*Work task*
Search the listing below for the string "terms", then copy every line it appears in.

*Recorded data*

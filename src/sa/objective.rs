//! Total familiarity of a circular arrangement.

use crate::matrix::FamiliarityMatrix;

/// Sums the familiarity of every circularly adjacent pair.
///
/// Seat `N-1` neighbours seat `0`, so an arrangement of `N` guests
/// contributes exactly `N` terms. The arrangement must be a permutation
/// of the matrix indices; see [`FamiliarityMatrix::check_arrangement`].
///
/// # Examples
///
/// ```
/// use u_seating::matrix::FamiliarityMatrix;
/// use u_seating::sa::total_familiarity;
///
/// let guests: Vec<String> = ["A", "B", "C", "D"].iter().map(|s| s.to_string()).collect();
/// let m = FamiliarityMatrix::uniform(guests, 2.0).unwrap();
/// assert_eq!(total_familiarity(&m, &[3, 1, 0, 2]), 8.0);
/// ```
pub fn total_familiarity(matrix: &FamiliarityMatrix, arrangement: &[usize]) -> f64 {
    let n = arrangement.len();
    (0..n)
        .map(|i| matrix.score(arrangement[i], arrangement[(i + 1) % n]))
        .sum()
}

/// Change in [`total_familiarity`] if seats `i` and `j` traded guests.
///
/// Only the adjacency terms touching the two seats are re-summed (at
/// most four). The arrangement itself is not modified.
///
/// With whole-number scores (see
/// [`FamiliarityMatrix::has_integer_scores`]) the result equals the
/// difference of two full [`total_familiarity`] sums exactly. With
/// fractional scores it can differ from that difference by rounding,
/// including in sign when the true change is zero.
pub fn swap_delta(matrix: &FamiliarityMatrix, arrangement: &[usize], i: usize, j: usize) -> f64 {
    let n = arrangement.len();
    if i == j {
        return 0.0;
    }

    // Edge k joins seat k and seat k+1.
    let mut edges = [(i + n - 1) % n, i, (j + n - 1) % n, j];
    edges.sort_unstable();

    let swapped = |seat: usize| {
        if seat == i {
            arrangement[j]
        } else if seat == j {
            arrangement[i]
        } else {
            arrangement[seat]
        }
    };

    let mut delta = 0.0;
    for (idx, &k) in edges.iter().enumerate() {
        if idx > 0 && edges[idx - 1] == k {
            continue;
        }
        let next = (k + 1) % n;
        delta += matrix.score(swapped(k), swapped(next))
            - matrix.score(arrangement[k], arrangement[next]);
    }
    delta
}

/// `total_familiarity` after swapping seats `i` and `j` minus the total
/// before, bit-for-bit as two full sums would give it.
///
/// Uses [`swap_delta`] when that is exact and otherwise swaps, re-sums
/// and swaps back. `arrangement` is unchanged on return.
pub(crate) fn exact_swap_delta(
    matrix: &FamiliarityMatrix,
    arrangement: &mut [usize],
    i: usize,
    j: usize,
) -> f64 {
    if matrix.has_integer_scores() {
        return swap_delta(matrix, arrangement, i, j);
    }
    let before = total_familiarity(matrix, arrangement);
    arrangement.swap(i, j);
    let after = total_familiarity(matrix, arrangement);
    arrangement.swap(i, j);
    after - before
}

#[cfg(test)]
mod tests {
    use super::*;

    fn matrix(n: usize) -> FamiliarityMatrix {
        let guests = (0..n).map(|i| format!("g{i}")).collect();
        FamiliarityMatrix::from_fn(guests, |i, j| ((i * 7 + j * 3) % 5 + 1) as f64).unwrap()
    }

    #[test]
    fn test_total_wraps_around() {
        let m = matrix(4);
        let a = [0, 1, 2, 3];
        let expected = m.score(0, 1) + m.score(1, 2) + m.score(2, 3) + m.score(3, 0);
        assert_eq!(total_familiarity(&m, &a), expected);
    }

    #[test]
    fn test_swap_delta_matches_recompute_all_pairs() {
        for n in 2..=7 {
            let m = matrix(n);
            let a: Vec<usize> = (0..n).rev().collect();
            let before = total_familiarity(&m, &a);
            for i in 0..n {
                for j in 0..n {
                    let mut b = a.clone();
                    b.swap(i, j);
                    let after = total_familiarity(&m, &b);
                    assert_eq!(
                        swap_delta(&m, &a, i, j),
                        after - before,
                        "n={n} i={i} j={j}"
                    );
                }
            }
        }
    }

    #[test]
    fn test_two_guests_swap_is_free() {
        let m = matrix(2);
        assert_eq!(swap_delta(&m, &[0, 1], 0, 1), 0.0);
        assert_eq!(total_familiarity(&m, &[0, 1]), 2.0 * m.score(0, 1));
    }

    #[test]
    fn test_exact_delta_with_fractional_scores() {
        let guests = (0..7).map(|i| format!("g{i}")).collect();
        let fractions = [0.1, 0.2, 0.3, 0.7];
        let m = FamiliarityMatrix::from_fn(guests, |i, j| fractions[(i + 2 * j) % 4]).unwrap();
        assert!(!m.has_integer_scores());

        let mut arrangement: Vec<usize> = vec![3, 0, 6, 1, 5, 2, 4];
        let original = arrangement.clone();
        for i in 0..7 {
            for j in 0..7 {
                let before = total_familiarity(&m, &arrangement);
                let mut swapped = arrangement.clone();
                swapped.swap(i, j);
                let expected = total_familiarity(&m, &swapped) - before;
                let delta = exact_swap_delta(&m, &mut arrangement, i, j);
                assert_eq!(delta.to_bits(), expected.to_bits(), "swap ({i}, {j})");
                assert_eq!(arrangement, original);
            }
        }
    }
}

*Result of the task*
/// contributes exactly `N` terms. The arrangement must be a permutation
/// Only the adjacency terms touching the two seats are re-summed (at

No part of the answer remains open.